Exercise materials Block Start

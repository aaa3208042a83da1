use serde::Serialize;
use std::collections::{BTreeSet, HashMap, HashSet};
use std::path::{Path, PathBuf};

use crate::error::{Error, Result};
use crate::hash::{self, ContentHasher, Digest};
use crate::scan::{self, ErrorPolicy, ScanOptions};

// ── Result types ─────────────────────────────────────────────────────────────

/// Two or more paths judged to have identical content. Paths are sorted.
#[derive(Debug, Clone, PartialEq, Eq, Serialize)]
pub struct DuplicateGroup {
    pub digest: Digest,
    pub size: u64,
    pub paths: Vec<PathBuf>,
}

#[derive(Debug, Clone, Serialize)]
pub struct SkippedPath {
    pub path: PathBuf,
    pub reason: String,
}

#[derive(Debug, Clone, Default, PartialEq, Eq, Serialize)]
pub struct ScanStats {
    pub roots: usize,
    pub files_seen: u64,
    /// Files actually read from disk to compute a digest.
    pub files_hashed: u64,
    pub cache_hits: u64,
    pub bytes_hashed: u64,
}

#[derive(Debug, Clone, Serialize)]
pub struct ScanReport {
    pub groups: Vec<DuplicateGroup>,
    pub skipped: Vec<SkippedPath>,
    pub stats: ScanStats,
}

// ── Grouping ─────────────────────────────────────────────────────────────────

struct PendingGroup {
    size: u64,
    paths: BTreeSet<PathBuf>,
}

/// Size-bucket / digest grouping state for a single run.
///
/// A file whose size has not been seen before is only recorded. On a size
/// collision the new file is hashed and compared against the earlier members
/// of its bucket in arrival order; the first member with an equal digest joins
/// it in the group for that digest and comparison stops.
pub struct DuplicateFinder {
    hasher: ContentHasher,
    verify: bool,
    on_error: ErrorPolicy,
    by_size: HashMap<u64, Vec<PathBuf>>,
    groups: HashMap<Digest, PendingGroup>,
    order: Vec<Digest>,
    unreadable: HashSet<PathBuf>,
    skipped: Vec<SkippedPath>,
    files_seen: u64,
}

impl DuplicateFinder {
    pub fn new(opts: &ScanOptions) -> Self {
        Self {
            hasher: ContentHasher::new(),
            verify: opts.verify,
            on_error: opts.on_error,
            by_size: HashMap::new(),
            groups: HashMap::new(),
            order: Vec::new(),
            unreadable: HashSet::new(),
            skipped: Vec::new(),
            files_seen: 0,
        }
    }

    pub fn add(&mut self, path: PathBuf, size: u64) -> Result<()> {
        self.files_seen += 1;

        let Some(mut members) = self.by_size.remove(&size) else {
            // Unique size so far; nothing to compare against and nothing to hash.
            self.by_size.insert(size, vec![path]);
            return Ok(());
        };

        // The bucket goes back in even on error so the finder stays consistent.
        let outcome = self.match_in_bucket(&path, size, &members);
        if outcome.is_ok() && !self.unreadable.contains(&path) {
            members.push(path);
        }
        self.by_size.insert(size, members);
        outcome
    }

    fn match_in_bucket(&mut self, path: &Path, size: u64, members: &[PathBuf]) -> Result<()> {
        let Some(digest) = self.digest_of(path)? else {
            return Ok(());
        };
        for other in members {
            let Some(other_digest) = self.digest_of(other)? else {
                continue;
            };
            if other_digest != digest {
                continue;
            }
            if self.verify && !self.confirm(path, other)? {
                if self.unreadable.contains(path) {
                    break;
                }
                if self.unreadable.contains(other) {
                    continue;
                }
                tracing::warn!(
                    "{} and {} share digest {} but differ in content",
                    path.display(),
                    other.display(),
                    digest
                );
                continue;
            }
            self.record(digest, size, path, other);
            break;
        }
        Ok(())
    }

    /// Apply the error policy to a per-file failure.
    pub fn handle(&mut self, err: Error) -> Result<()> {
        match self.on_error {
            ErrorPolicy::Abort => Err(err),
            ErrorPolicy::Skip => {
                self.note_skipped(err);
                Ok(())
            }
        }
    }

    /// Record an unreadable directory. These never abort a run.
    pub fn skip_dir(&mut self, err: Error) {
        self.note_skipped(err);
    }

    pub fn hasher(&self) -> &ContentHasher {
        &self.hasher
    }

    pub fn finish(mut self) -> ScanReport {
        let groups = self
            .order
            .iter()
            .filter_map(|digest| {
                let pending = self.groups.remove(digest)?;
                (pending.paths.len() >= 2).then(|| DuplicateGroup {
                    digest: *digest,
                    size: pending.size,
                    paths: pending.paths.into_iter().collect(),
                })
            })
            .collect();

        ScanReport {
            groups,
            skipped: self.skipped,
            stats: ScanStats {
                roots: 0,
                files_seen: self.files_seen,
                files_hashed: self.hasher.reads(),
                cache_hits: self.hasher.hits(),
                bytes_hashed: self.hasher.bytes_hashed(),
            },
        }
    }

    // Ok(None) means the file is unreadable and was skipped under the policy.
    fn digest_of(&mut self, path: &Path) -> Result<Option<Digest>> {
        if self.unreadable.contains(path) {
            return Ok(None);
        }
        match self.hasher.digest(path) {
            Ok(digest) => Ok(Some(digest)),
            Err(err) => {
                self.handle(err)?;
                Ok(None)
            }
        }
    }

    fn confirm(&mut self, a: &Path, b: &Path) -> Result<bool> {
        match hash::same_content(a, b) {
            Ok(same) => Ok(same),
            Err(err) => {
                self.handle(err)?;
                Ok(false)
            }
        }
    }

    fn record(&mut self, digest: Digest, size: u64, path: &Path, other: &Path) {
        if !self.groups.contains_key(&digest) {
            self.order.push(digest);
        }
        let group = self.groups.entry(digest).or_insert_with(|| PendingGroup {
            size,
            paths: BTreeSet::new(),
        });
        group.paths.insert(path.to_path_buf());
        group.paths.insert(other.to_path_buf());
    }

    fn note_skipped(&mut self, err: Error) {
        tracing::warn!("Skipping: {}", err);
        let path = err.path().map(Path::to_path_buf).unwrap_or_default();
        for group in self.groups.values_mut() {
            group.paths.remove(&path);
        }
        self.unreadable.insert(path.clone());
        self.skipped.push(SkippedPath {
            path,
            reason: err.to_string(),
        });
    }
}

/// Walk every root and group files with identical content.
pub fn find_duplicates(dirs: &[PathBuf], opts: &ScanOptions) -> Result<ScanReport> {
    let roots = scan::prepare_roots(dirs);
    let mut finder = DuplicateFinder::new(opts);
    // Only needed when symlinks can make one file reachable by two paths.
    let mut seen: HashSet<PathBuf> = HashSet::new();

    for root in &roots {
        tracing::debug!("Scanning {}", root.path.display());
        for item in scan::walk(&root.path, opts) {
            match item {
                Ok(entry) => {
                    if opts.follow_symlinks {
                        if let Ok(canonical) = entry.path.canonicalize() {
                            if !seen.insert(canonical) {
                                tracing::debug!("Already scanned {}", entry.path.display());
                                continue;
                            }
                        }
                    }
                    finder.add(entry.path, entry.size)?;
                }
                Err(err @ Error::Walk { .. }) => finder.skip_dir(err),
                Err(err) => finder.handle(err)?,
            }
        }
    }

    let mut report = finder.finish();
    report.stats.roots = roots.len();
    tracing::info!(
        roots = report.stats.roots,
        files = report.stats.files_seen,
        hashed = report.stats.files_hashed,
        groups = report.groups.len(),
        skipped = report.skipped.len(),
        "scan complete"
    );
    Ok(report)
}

Exercise materials Block End
Exercise materials Block Start

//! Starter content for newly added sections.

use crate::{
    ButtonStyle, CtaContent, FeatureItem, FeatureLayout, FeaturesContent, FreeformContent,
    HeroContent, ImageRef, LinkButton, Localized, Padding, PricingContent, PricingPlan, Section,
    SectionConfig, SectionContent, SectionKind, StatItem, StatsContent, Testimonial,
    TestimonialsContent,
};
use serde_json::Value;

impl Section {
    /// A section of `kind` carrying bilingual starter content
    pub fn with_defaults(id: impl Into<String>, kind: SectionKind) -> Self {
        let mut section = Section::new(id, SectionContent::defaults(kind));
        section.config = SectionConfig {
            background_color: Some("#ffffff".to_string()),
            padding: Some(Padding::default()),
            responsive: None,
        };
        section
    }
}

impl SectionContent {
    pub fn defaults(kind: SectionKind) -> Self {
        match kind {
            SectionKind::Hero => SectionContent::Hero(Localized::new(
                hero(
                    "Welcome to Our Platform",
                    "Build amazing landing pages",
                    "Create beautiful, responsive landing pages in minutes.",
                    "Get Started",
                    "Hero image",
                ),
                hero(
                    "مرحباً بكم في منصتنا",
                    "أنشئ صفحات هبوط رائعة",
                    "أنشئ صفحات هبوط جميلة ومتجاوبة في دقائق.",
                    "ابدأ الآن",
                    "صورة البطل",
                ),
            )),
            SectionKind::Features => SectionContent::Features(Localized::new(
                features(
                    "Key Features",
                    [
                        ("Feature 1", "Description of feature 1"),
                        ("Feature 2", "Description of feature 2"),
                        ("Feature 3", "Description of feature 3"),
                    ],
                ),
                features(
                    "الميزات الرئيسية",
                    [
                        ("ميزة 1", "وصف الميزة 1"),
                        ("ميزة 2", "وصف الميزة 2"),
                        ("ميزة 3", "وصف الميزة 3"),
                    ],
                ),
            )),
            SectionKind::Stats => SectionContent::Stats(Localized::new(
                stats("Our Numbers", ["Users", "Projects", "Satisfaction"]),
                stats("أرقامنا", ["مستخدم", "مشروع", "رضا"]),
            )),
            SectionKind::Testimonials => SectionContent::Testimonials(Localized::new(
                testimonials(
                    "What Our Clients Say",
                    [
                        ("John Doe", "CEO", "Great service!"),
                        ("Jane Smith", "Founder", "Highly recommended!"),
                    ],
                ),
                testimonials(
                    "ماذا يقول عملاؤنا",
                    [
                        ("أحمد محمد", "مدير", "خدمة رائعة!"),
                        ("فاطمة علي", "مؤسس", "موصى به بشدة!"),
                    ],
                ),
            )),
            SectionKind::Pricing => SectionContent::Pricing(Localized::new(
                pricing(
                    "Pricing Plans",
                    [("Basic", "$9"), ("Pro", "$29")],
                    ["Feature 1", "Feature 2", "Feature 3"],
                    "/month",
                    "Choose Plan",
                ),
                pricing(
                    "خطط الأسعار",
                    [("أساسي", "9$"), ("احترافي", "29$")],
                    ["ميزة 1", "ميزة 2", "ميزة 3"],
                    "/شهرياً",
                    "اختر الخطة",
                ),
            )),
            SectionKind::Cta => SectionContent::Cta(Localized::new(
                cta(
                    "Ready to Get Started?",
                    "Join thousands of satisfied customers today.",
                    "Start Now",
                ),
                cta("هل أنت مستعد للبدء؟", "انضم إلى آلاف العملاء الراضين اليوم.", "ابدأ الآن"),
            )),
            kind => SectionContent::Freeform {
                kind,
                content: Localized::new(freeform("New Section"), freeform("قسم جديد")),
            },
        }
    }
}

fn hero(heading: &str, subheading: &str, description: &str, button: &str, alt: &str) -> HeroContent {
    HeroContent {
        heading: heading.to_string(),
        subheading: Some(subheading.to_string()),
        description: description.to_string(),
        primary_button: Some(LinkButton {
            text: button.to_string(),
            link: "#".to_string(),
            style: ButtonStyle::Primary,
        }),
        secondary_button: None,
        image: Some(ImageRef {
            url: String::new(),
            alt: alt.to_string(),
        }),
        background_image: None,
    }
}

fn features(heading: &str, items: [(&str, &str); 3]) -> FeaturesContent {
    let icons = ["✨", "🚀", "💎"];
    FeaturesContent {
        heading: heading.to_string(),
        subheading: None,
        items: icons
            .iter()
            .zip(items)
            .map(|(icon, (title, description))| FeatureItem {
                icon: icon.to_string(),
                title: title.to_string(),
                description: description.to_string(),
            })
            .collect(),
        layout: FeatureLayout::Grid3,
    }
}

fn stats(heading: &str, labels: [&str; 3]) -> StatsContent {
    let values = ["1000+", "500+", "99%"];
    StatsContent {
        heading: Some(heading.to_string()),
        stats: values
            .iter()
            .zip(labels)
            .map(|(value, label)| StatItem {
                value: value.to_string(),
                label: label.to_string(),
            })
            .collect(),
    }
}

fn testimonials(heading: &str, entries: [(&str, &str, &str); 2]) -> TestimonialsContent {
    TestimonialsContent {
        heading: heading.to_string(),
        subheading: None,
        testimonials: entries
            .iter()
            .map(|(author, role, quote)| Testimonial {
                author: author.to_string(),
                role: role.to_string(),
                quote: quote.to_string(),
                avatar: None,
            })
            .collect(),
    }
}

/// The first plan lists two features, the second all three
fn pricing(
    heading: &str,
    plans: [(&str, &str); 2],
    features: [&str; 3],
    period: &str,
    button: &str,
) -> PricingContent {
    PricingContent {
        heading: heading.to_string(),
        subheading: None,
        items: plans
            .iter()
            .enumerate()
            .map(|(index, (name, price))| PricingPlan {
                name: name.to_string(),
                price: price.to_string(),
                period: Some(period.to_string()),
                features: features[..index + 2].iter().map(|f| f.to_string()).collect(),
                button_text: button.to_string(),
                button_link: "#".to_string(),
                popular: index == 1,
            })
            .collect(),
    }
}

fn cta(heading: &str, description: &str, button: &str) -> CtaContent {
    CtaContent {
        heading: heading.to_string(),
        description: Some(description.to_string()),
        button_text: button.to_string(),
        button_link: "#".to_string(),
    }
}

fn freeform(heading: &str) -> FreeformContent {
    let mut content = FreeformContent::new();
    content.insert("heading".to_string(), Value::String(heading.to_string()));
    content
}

Exercise materials Block End

Exercise requirements. Lines holding "ImageRef" are the ones to copy; find all of them in the listing.

Exercise result.
    HeroContent, ImageRef, LinkButton, Localized, Padding, PricingContent, PricingPlan, Section,
        image: Some(ImageRef {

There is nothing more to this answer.